Schedutil aggregates the PELT signals of CFS, RT, DL and IRQ in order
to decide which frequency to request. Energy Aware Scheduling (EAS)
needs to be able to predict those requests to assess the energy impact
of scheduling decisions. However, the PELT signals aggregation is only
done in schedutil for now, hence making it hard to synchronize it with
EAS.

To address this issue, introduce schedutil_freq_util() to perform the
aforementioned aggregation and make it available to other parts of the
scheduler. Since frequency selection and energy estimation still need
to deal with RT and DL signals slightly differently, schedutil_freq_util()
is called with a different 'type' parameter in those two contexts, and
returns an aggregated utilization signal accordingly.
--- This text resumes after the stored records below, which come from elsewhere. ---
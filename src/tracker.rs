//! Charge and turning point detection from the bean temperature stream
//!
//! Detection is a heuristic over successive samples:
//!
//! - **Charge**: the first run of `charge_confirm_steps` consecutive falls,
//!   each at least `charge_step_drop`, that adds up to `charge_min_drop`.
//!   Recorded at the sample where the run started.
//! - **Turning point**: after charge, the lowest sample once
//!   `turning_confirm_steps` consecutive rises follow it.
//!
//! Repeated identical temperatures carry no trend information (a stale
//! cached reading looks exactly like that) and are skipped entirely.

use tracing::{debug, info};

use crate::config::DetectionConfig;
use crate::session::RoastSession;
use crate::types::{EventKind, RoastEvent, RoastPhase, Sample};

/// Stateless detector; all trend state lives in the [`RoastSession`].
#[derive(Debug, Clone, Default)]
pub struct RoastPhaseTracker {
    config: DetectionConfig,
}

impl RoastPhaseTracker {
    pub fn new(config: DetectionConfig) -> Self {
        Self { config }
    }

    pub fn config(&self) -> &DetectionConfig {
        &self.config
    }

    /// Evaluate `sample` against the session's trend.
    ///
    /// Returns the event recorded by this sample, if any. Nothing is
    /// evaluated unless the session is roasting, and each event is recorded
    /// at most once per session.
    pub fn observe(&self, session: &mut RoastSession, sample: Sample) -> Option<RoastEvent> {
        if session.phase() != RoastPhase::Roasting {
            return None;
        }

        let previous = match session.trend.reference {
            Some(previous) => previous,
            None => {
                session.trend.reference = Some(sample);
                return None;
            }
        };

        let delta = sample.bean_temp - previous.bean_temp;
        if delta.abs() < f64::EPSILON {
            return None;
        }
        session.trend.reference = Some(sample);

        if session.charge().is_none() {
            self.track_charge(session, previous, sample, delta)
        } else if session.turning_point().is_none() {
            self.track_turning_point(session, sample, delta)
        } else {
            None
        }
    }

    fn track_charge(
        &self,
        session: &mut RoastSession,
        previous: Sample,
        sample: Sample,
        delta: f64,
    ) -> Option<RoastEvent> {
        if sample.elapsed > self.config.charge_search() {
            return None;
        }

        let trend = &mut session.trend;
        if -delta < self.config.charge_step_drop {
            trend.run_start = None;
            trend.sharp_falls = 0;
            return None;
        }

        let start = *trend.run_start.get_or_insert(previous);
        trend.sharp_falls += 1;
        debug!(falls = trend.sharp_falls, from = start.bean_temp, to = sample.bean_temp, "Falling");

        let total_drop = start.bean_temp - sample.bean_temp;
        if trend.sharp_falls < self.config.charge_confirm_steps
            || total_drop < self.config.charge_min_drop
        {
            return None;
        }

        trend.minimum = Some(sample);
        trend.rises = 0;

        let event = start.into_event(EventKind::Charge);
        info!(elapsed = ?event.elapsed, temperature = event.temperature, "Charge detected");
        session.set_charge(event);
        Some(event)
    }

    fn track_turning_point(
        &self,
        session: &mut RoastSession,
        sample: Sample,
        delta: f64,
    ) -> Option<RoastEvent> {
        let trend = &mut session.trend;
        let minimum = *trend.minimum.get_or_insert(sample);

        if delta < 0.0 {
            if sample.bean_temp < minimum.bean_temp {
                trend.minimum = Some(sample);
            }
            trend.rises = 0;
            return None;
        }

        trend.rises += 1;
        if trend.rises < self.config.turning_confirm_steps {
            return None;
        }

        let event = minimum.into_event(EventKind::TurningPoint);
        info!(elapsed = ?event.elapsed, temperature = event.temperature, "Turning point detected");
        session.set_turning_point(event);
        Some(event)
    }
}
Cc: Ingo Molnar <mingo@redhat.com>
Cc: Peter Zijlstra <peterz@infradead.org>
Suggested-by: Peter Zijlstra <peterz@infradead.org>
Signed-off-by: Quentin Perret <quentin.perret@arm.com>
---
 kernel/sched/cpufreq_schedutil.c | 86 +++++++++++++++++++++-----------
 kernel/sched/sched.h             | 14 ++++++
 2 files changed, 72 insertions(+), 28 deletions(-)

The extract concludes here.